Il contenuto di questo sito può essere riprodotto dopo aver contattato l'autore solo a condizione che ne venga citata chiaramente la fonte, che non venga utilizzato a scopi commerciali e che non venga alterato o trasformato.

martedì 3 giugno 2008

Torta di acciughe alla campigliese

Una ricetta che ho trovato sul magazine del Corriere della Sera, Io Donna, un paio di settimane fa. Proviene da un food&rooms di Campiglia, piccolo borgo a picco sul mare, tra Riomaggiore e Porto Venere, il "Piccoloblu". La sfoglia della torta è una delle mie preferite, a base di farina, olio e vino bianco, come ho imparato a fare da Artemisia. Secondo me, dovrebbe venire bene anche senza le acciughe nel ripieno. Ottima gustata tiepida, con un calice di Pigato ben freddo.



Per la sfoglia:
125 di farina
30 g di olio extravergine
30 g di vino bianco secco
20 g circa di acqua
un pizzico di sale

Per il ripieno:
15 acciughe freschissime
2 cucchiai di parmigiano grattugiato
3 uova
la mollica di una fetta di pane ammollata nel latte
prezzemolo, maggiorana, timo, origano
1/2 spicchio d'aglio
una manciata di pinoli
1 patata
pane grattugiato q.b.
pomodorini q.b.
sale, pepe bianco

Preparare la sfoglia nel solito modo, lavorandola a lungo fino ad ottenere un panetto dalla consistenza setosa. Metterlo a riposare sotto una scodella. Nel frattempo, pulire le acciughe, diliscarle, risciacquarle e metterle ad asciugare sopra della carta da cucina. Frullare nel mixer le uova, il grana, la mollica di pane strizzata, i pinoli e le erbe odorose. Regolare di sale. Stendere la pasta in una sfoglia sottile, rivestendo con essa una teglia da 24 cm di diametro. Disporre sul fondo la patata, tagliata a fette sottilissime. Salare e pepare leggermente. Versare il composto preparato sulle patate, fare uno strato di acciughe, spolverare con del pangrattato, completare con i pomodorini tagliati a metà e un filo d'olio. In forno caldo a 180°C per 40 minuti.


7 commenti:

  1. L'ho già detto altrove e qui lo ripeto.
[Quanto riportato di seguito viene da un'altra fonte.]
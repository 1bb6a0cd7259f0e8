//! Command and status codes
// (c) 2026 Ross Younger

use crate::error::{Error, Result};

/// The leading byte of every protocol message.
///
/// Requests from the requester are paired with a fixed response command from the responder.
/// Values are fixed; any change is a breaking protocol change.
#[derive(Clone, Copy, Debug, Default, PartialEq, Eq, strum_macros::Display, strum_macros::FromRepr)]
#[repr(u8)]
pub enum Command {
    /// Never legitimately sent
    #[default]
    Invalid = 0x00,
    /// Requester asks to read a file (from an offset)
    Read = 0x10,
    /// Responder sends a chunk of file data
    ReadData = 0x11,
    /// Requester acknowledges a chunk and proposes the next chunk size
    ReadPacing = 0x12,
    /// Requester asks to write a file (from an offset)
    Write = 0x20,
    /// Responder announces how much data it can accept next
    WritePacing = 0x21,
    /// Requester sends a chunk of file data
    WriteData = 0x22,
    /// Requester asks to delete a file or empty directory
    Delete = 0x30,
    /// Responder reports the outcome of a delete
    DeleteStatus = 0x31,
    /// Requester asks to create a directory
    Mkdir = 0x40,
    /// Responder reports the outcome of a mkdir
    MkdirStatus = 0x41,
    /// Requester asks for a directory listing
    Listdir = 0x50,
    /// Responder sends one directory entry (or the terminating sentinel)
    ListdirEntry = 0x51,
    /// Requester asks to move (rename) a file or directory
    Move = 0x60,
    /// Responder reports the outcome of a move
    MoveStatus = 0x61,
}

impl From<Command> for u8 {
    fn from(value: Command) -> Self {
        value as u8
    }
}

impl TryFrom<u8> for Command {
    type Error = Error;

    fn try_from(value: u8) -> Result<Self> {
        match Command::from_repr(value) {
            Some(Command::Invalid) | None => {
                Err(Error::protocol(format!("unknown command byte {value:#04x}")))
            }
            Some(c) => Ok(c),
        }
    }
}

/// Outcome code carried by every response (and by pacing/data messages)
#[derive(Clone, Copy, Debug, PartialEq, Eq, strum_macros::Display, strum_macros::FromRepr)]
#[repr(u8)]
pub enum Status {
    /// Success
    Ok = 0x01,
    /// General failure
    Error = 0x02,
    /// The requested file does not exist
    ErrorNoFile = 0x03,
    /// The peer violated the protocol; the operation is abandoned
    ErrorProtocol = 0x04,
}

impl From<Status> for u8 {
    fn from(value: Status) -> Self {
        value as u8
    }
}

impl TryFrom<u8> for Status {
    type Error = Error;

    fn try_from(value: u8) -> Result<Self> {
        Status::from_repr(value)
            .ok_or_else(|| Error::protocol(format!("unknown status byte {value:#04x}")))
    }
}

/// Directory entry flag: the entry is a directory
pub const FLAG_DIRECTORY: u32 = 0x01;

#[cfg(test)]
#[cfg_attr(coverage_nightly, coverage(off))]
mod test {
    use super::{Command, Status};
    use crate::error::ErrorKind;
    use pretty_assertions::assert_eq;

    #[test]
    fn command_bytes() {
        assert_eq!(u8::from(Command::ListdirEntry), 0x51);
        assert_eq!(Command::try_from(0x22).unwrap(), Command::WriteData);
        assert_eq!(Command::Move.to_string(), "Move");
    }

    #[test]
    fn invalid_command_is_rejected() {
        for b in [0x00u8, 0x13, 0xff] {
            let e = Command::try_from(b).unwrap_err();
            assert_eq!(e.kind(), Some(ErrorKind::Protocol));
        }
    }

    #[test]
    fn status_bytes() {
        assert_eq!(Status::try_from(1).unwrap(), Status::Ok);
        assert_eq!(u8::from(Status::ErrorProtocol), 4);
        assert!(Status::try_from(0).is_err());
        assert!(Status::try_from(5).is_err());
    }
}
//! Responder event loop
// (c) 2026 Ross Younger

use tracing::{Instrument as _, debug, trace, trace_span, warn};

use crate::config::Configuration;
use crate::error::Result;
use crate::protocol::Message;
use crate::session::{
    CommandHandler, DeleteHandler, HandlerContext, ListdirHandler, MkdirHandler, MoveHandler,
    ReadHandler, WriteHandler,
};
use crate::store::Store;
use crate::transport::PacketTransport;

/// Serves file transfer requests from a peer against a [`Store`].
///
/// The responder is idle between requests. Each request it receives runs to completion
/// before the next is read.
#[derive(Debug)]
pub struct Responder<S: Store> {
    store: S,
    config: Configuration,
}

impl<S: Store> Responder<S> {
    /// Constructor.
    ///
    /// A `config` which does not [`validate`](Configuration::validate) is used anyway, with a warning;
    /// a `max_chunk_size` of zero is treated as 1.
    #[must_use]
    pub fn new(store: S, config: Configuration) -> Self {
        if let Err(e) = config.validate() {
            warn!("{e}");
        }
        Self { store, config }
    }

    /// Accessor
    #[must_use]
    pub fn store(&self) -> &S {
        &self.store
    }

    /// Takes back the store
    #[must_use]
    pub fn into_store(self) -> S {
        self.store
    }

    /// Serves requests until the transport disconnects.
    ///
    /// A request which fails for protocol reasons is logged and serving continues.
    /// Disconnection ends serving cleanly; any other transport failure is returned.
    pub async fn serve<T: PacketTransport>(&mut self, transport: &mut T) -> Result<()> {
        loop {
            match self.serve_one(transport).await {
                Ok(()) => (),
                Err(e) if e.is_disconnect() => {
                    debug!("peer disconnected");
                    return Ok(());
                }
                Err(e) if e.kind().is_some() => warn!("request failed: {e}"),
                Err(e) => return Err(e),
            }
        }
    }

    /// Receives and serves exactly one request.
    ///
    /// Anything that is not a request is logged and discarded.
    pub async fn serve_one<T: PacketTransport>(&mut self, transport: &mut T) -> Result<()> {
        let mut ctx = HandlerContext::new(transport, &mut self.store, &self.config);
        let message = match ctx.exchange.receive_message().await {
            Ok(m) => m,
            Err(e) if e.kind().is_some() => {
                let dropped = ctx.exchange.discard();
                warn!("discarding {dropped} bytes: {e}");
                return Ok(());
            }
            Err(e) => return Err(e),
        };
        let command = message.command();
        trace!("received {command}");
        let span = trace_span!("request", %command);
        match message {
            Message::Read(r) => ReadHandler.handle_impl(&mut ctx, r).instrument(span).await,
            Message::Write(r) => WriteHandler.handle_impl(&mut ctx, r).instrument(span).await,
            Message::Mkdir(r) => MkdirHandler.handle_impl(&mut ctx, r).instrument(span).await,
            Message::Delete(r) => DeleteHandler.handle_impl(&mut ctx, r).instrument(span).await,
            Message::Listdir(r) => {
                ListdirHandler
                    .handle_impl(&mut ctx, r)
                    .instrument(span)
                    .await
            }
            Message::Move(r) => MoveHandler.handle_impl(&mut ctx, r).instrument(span).await,
            other => {
                let dropped = ctx.exchange.discard();
                warn!("ignoring unexpected {} (and {dropped} further bytes)", other.command());
                Ok(())
            }
        }
    }
}

#[cfg(test)]
#[cfg_attr(coverage_nightly, coverage(off))]
mod test {
    use super::Responder;
    use crate::config::Configuration;
    use crate::protocol::header::{DeleteRequest, DeleteStatus, WriteData};
    use crate::protocol::{OUR_COMPATIBILITY_LEVEL, Status};
    use crate::store::{MemoryStore, Store as _};
    use crate::transport::{Exchange, LoopbackTransport};
    use pretty_assertions::assert_eq;

    #[tokio::test]
    async fn stops_on_disconnect() {
        let (a, mut b) = LoopbackTransport::pair(OUR_COMPATIBILITY_LEVEL);
        drop(a);
        let mut responder = Responder::new(MemoryStore::new(), Configuration::default());
        responder.serve(&mut b).await.unwrap();
    }

    #[tokio::test]
    async fn junk_is_discarded() {
        let (mut a, mut b) = LoopbackTransport::pair(OUR_COMPATIBILITY_LEVEL);
        let script = async move {
            let mut ex = Exchange::new(&mut a);
            // unknown command
            ex.send(&[0x99, 1, 2, 3]).await.unwrap();
            // a late poison message
            let poison = WriteData {
                status: Status::ErrorProtocol,
                offset: 0,
                free_space: 0,
            };
            ex.send_header(&poison).await.unwrap();
            // something that does get served
            let request = DeleteRequest { path_length: 2 };
            ex.send_with_payload(&request, b"/x").await.unwrap();
            ex.receive_header::<DeleteStatus>().await.unwrap()
        };
        let mut responder = Responder::new(MemoryStore::new(), Configuration::default());
        let (reply, served) = tokio::join!(script, responder.serve(&mut b));
        served.unwrap();
        assert_eq!(reply.status, Status::ErrorNoFile);
        // nothing was written
        assert!(!responder.store().exists("/x"));
        let mut store = responder.into_store();
        assert!(store.list_directory("/").await.unwrap().is_empty());
    }

    #[tokio::test]
    async fn invalid_configuration_is_tolerated() {
        let config = Configuration {
            read_chunk_size: 0,
            max_chunk_size: 0,
        };
        let mut store = MemoryStore::new();
        let _ = store.write_file("/f", b"abc".to_vec(), 0).await.unwrap();
        let mut responder = Responder::new(store, config);
        let (mut a, mut b) = LoopbackTransport::pair(OUR_COMPATIBILITY_LEVEL);
        let script = async move {
            let mut ex = Exchange::new(&mut a);
            let request = DeleteRequest { path_length: 2 };
            ex.send_with_payload(&request, b"/f").await.unwrap();
            ex.receive_header::<DeleteStatus>().await.unwrap()
        };
        let (reply, served) = tokio::join!(script, responder.serve(&mut b));
        served.unwrap();
        assert_eq!(reply.status, Status::Ok);
        assert!(!responder.store().exists("/f"));
    }
}
use std::collections::{BTreeMap, BTreeSet};
use std::fs;

use bucketmap_rs::test_support::{
    generate_workload, unregistered_key, write_fixture_cache, FIXTURE_BUCKETS,
    FIXTURE_DATASOURCES,
};
use bucketmap_rs::{
    AggregationJob, BitFragment, Bucket, CellKey, DistributionCache, FragmentKey,
    FragmentRecord, JobConfig, MemoryTable, RocksTable, SinkConfig, TableSink, Visibility,
};
use rand::rngs::StdRng;
use rand::seq::SliceRandom;
use rand::SeedableRng;
use roaring::RoaringBitmap;
use tempfile::tempdir;

fn job_config(work_dir: &std::path::Path, workers: usize) -> JobConfig {
    JobConfig {
        workers,
        broadcast: true,
        work_dir: work_dir.to_path_buf(),
        keep_work_dir: false,
    }
}

fn country_key(datasource_index: u32) -> FragmentKey {
    FragmentKey {
        bin_number: 2,
        datasource_index,
        bucket: Bucket::new("country").with_value("US").to_reference(),
        salt: 42,
        visibility: Visibility::from("U"),
    }
}

fn record(key: &FragmentKey, positions: Vec<u32>) -> FragmentRecord {
    FragmentRecord {
        key: key.clone(),
        fragment: BitFragment::from(positions),
    }
}

fn bits(bytes: &[u8]) -> Vec<u32> {
    RoaringBitmap::deserialize_from(bytes)
        .expect("valid bitmap")
        .iter()
        .collect()
}

#[test]
fn country_scenario_end_to_end() -> anyhow::Result<()> {
    let dir = tempdir()?;
    let (_, broadcast) = write_fixture_cache(&dir.path().join("cache"))?;
    let job = AggregationJob::new(job_config(&dir.path().join("work"), 2), broadcast);

    let key = country_key(7);
    let mut table = MemoryTable::new();
    let report = job.run(
        vec![record(&key, vec![3, 1, 5]), record(&key, vec![5, 2])],
        &mut table,
    )?;

    assert!(report.is_complete());
    assert_eq!(report.groups, 1);
    assert_eq!(report.entries_written, 1);
    assert_eq!(table.len(), 1);
    assert_eq!(table.flush_count(), 1);

    let cell = CellKey {
        row: "2:Census:country".to_string(),
        column: "US".to_string(),
        tag: "42".to_string(),
        visibility: Visibility::from("U"),
    };
    let stored = table.get(&cell).expect("cell written");
    assert_eq!(bits(stored), vec![1, 2, 3, 5]);

    // Worker scratch directories are removed after the run.
    assert!(!dir.path().join("work").join("worker-0").exists());
    Ok(())
}

#[test]
fn unresolved_groups_fail_alone() -> anyhow::Result<()> {
    let dir = tempdir()?;
    let (_, broadcast) = write_fixture_cache(&dir.path().join("cache"))?;
    let job = AggregationJob::new(job_config(&dir.path().join("work"), 3), broadcast);

    let good = country_key(7);
    let unknown_datasource = country_key(404);
    let unknown_bucket = unregistered_key(2);
    let mut table = MemoryTable::new();
    let report = job.run(
        vec![
            record(&unknown_datasource, vec![1]),
            record(&good, vec![9, 4]),
            record(&unknown_bucket, vec![2]),
            record(&good, vec![4]),
        ],
        &mut table,
    )?;

    assert_eq!(report.groups, 3);
    assert_eq!(report.entries_written, 1);
    assert_eq!(report.failures.len(), 2);
    let failed: BTreeSet<&FragmentKey> = report.failed_keys().collect();
    assert!(failed.contains(&unknown_datasource));
    assert!(failed.contains(&unknown_bucket));

    let (cell, stored) = table.cells().next().expect("sibling written");
    assert_eq!(cell.row, "2:Census:country");
    assert_eq!(bits(stored), vec![4, 9]);
    Ok(())
}

#[test]
fn missing_snapshot_fails_before_sink() -> anyhow::Result<()> {
    let dir = tempdir()?;
    let (summary, _) = write_fixture_cache(&dir.path().join("cache"))?;

    let mut only_table = DistributionCache::new();
    only_table.register(&summary.datasource_table);
    let job = AggregationJob::new(job_config(&dir.path().join("work"), 2), only_table);
    let mut table = MemoryTable::new();
    let err = job
        .run(vec![record(&country_key(7), vec![1])], &mut table)
        .unwrap_err();
    assert!(err.is_fatal());
    assert!(table.is_empty());
    assert_eq!(table.flush_count(), 0);

    let mut vanished = DistributionCache::new();
    vanished.register(&summary.bucket_snapshot);
    vanished.register(&summary.datasource_table);
    fs::remove_file(&summary.bucket_snapshot)?;
    let job = AggregationJob::new(job_config(&dir.path().join("work"), 2), vanished);
    let err = job
        .run(vec![record(&country_key(7), vec![1])], &mut table)
        .unwrap_err();
    assert!(err.is_fatal());
    assert_eq!(table.flush_count(), 0);
    Ok(())
}

#[test]
fn output_is_independent_of_order_and_worker_count() -> anyhow::Result<()> {
    let dir = tempdir()?;
    let (_, broadcast) = write_fixture_cache(&dir.path().join("cache"))?;
    let workload = generate_workload(40, 6, 5_000, 11);

    let mut expected: BTreeMap<FragmentKey, BTreeSet<u32>> = BTreeMap::new();
    for record in &workload.records {
        expected
            .entry(record.key.clone())
            .or_default()
            .extend(record.fragment.positions.iter().copied());
    }
    assert_eq!(expected.len(), workload.distinct_keys);

    let mut shuffled = workload.records.clone();
    shuffled.shuffle(&mut StdRng::seed_from_u64(99));

    let mut single = MemoryTable::new();
    AggregationJob::new(job_config(&dir.path().join("w1"), 1), broadcast.clone())
        .run(workload.records.clone(), &mut single)?;
    let mut many = MemoryTable::new();
    let report = AggregationJob::new(job_config(&dir.path().join("w4"), 4), broadcast)
        .run(shuffled, &mut many)?;

    assert!(report.is_complete());
    assert_eq!(report.entries_written, workload.distinct_keys);
    let left: Vec<_> = single.cells().collect();
    let right: Vec<_> = many.cells().collect();
    assert_eq!(left, right);

    let datasources: BTreeMap<u32, &str> = FIXTURE_DATASOURCES.into_iter().collect();
    for (key, positions) in &expected {
        let bucket_name = FIXTURE_BUCKETS
            .into_iter()
            .find(|candidate| Bucket::new(*candidate).cache_index() == key.bucket.cache_index)
            .expect("fixture bucket");
        let cell = CellKey {
            row: format!(
                "{}:{}:{}",
                key.bin_number, datasources[&key.datasource_index], bucket_name
            ),
            column: key.bucket.value.clone(),
            tag: key.salt.to_string(),
            visibility: key.visibility.clone(),
        };
        let stored = many.get(&cell).expect("every group written");
        assert_eq!(bits(stored), positions.iter().copied().collect::<Vec<_>>());
    }
    Ok(())
}

#[test]
fn rocks_table_receives_job_output() -> anyhow::Result<()> {
    let dir = tempdir()?;
    let (_, broadcast) = write_fixture_cache(&dir.path().join("cache"))?;
    let job = AggregationJob::new(job_config(&dir.path().join("work"), 2), broadcast);

    let table_path = dir.path().join("table");
    let mut table = RocksTable::open(
        &table_path,
        &SinkConfig {
            path: table_path.clone(),
            ..Default::default()
        },
    )?;
    let key = country_key(7);
    job.run(vec![record(&key, vec![8, 3])], &mut table)?;
    table.flush()?;

    let cells = table.scan("2:Census:")?;
    assert_eq!(cells.len(), 1);
    assert_eq!(cells[0].0.column, "US");
    assert_eq!(bits(&cells[0].1), vec![3, 8]);
    Ok(())
}

#[test]
fn without_broadcast_workers_read_cache_in_place() -> anyhow::Result<()> {
    let dir = tempdir()?;
    let (_, broadcast) = write_fixture_cache(&dir.path().join("cache"))?;
    let work_dir = dir.path().join("work");
    let config = JobConfig {
        broadcast: false,
        keep_work_dir: true,
        ..job_config(&work_dir, 3)
    };

    let key = country_key(7);
    let mut table = MemoryTable::new();
    let report = AggregationJob::new(config, broadcast)
        .run(vec![record(&key, vec![6, 2]), record(&key, vec![2])], &mut table)?;

    assert!(report.is_complete());
    assert_eq!(report.entries_written, 1);
    let (_, stored) = table.cells().next().expect("cell written");
    assert_eq!(bits(stored), vec![2, 6]);
    // Nothing was copied, so no worker directory was ever created.
    assert!(!work_dir.exists());
    Ok(())
}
Vista e stampata, ancora non posso dire provata, ma gioba o venere....

    RispondiElimina
  2. anch'io ripeto :)

    non se questa sera (forse mi mancano troppe cose, tipo le acciughe e le patate :DD ) ma presto.

    RispondiElimina
  3. Certo che la pasta è una favola..l'ho provata in altra ricetta...da provare anche così avendo gli ingredienti.
    ciao

    RispondiElimina
  4. Bella,ma non metterei i pomodorini.Anzi la proverò senza e poi ti saprò dire,magari sbaglio ma credo che non sia affatto male senza...

    RispondiElimina
  5. A me, invece, non convinceva il ripieno a base di uova, pinoli tritati con la mollica di pane e aromi, mischiati al pesce. Invece ho dovuto ricredermi. Come già detto, anche per poterla mangiare il giorno dopo con sicurezza, credo che la prossima volta la cuocerò senza acciughe. Si capisce che non sono una fan del pesce azzurro?
    abbraccio
    eu

    RispondiElimina
  6. Che delizia!! Se trovo le alici la faccio :)
    Daniela

    RispondiElimina
  7. grazie, Daniela. Che bello il tuo blog!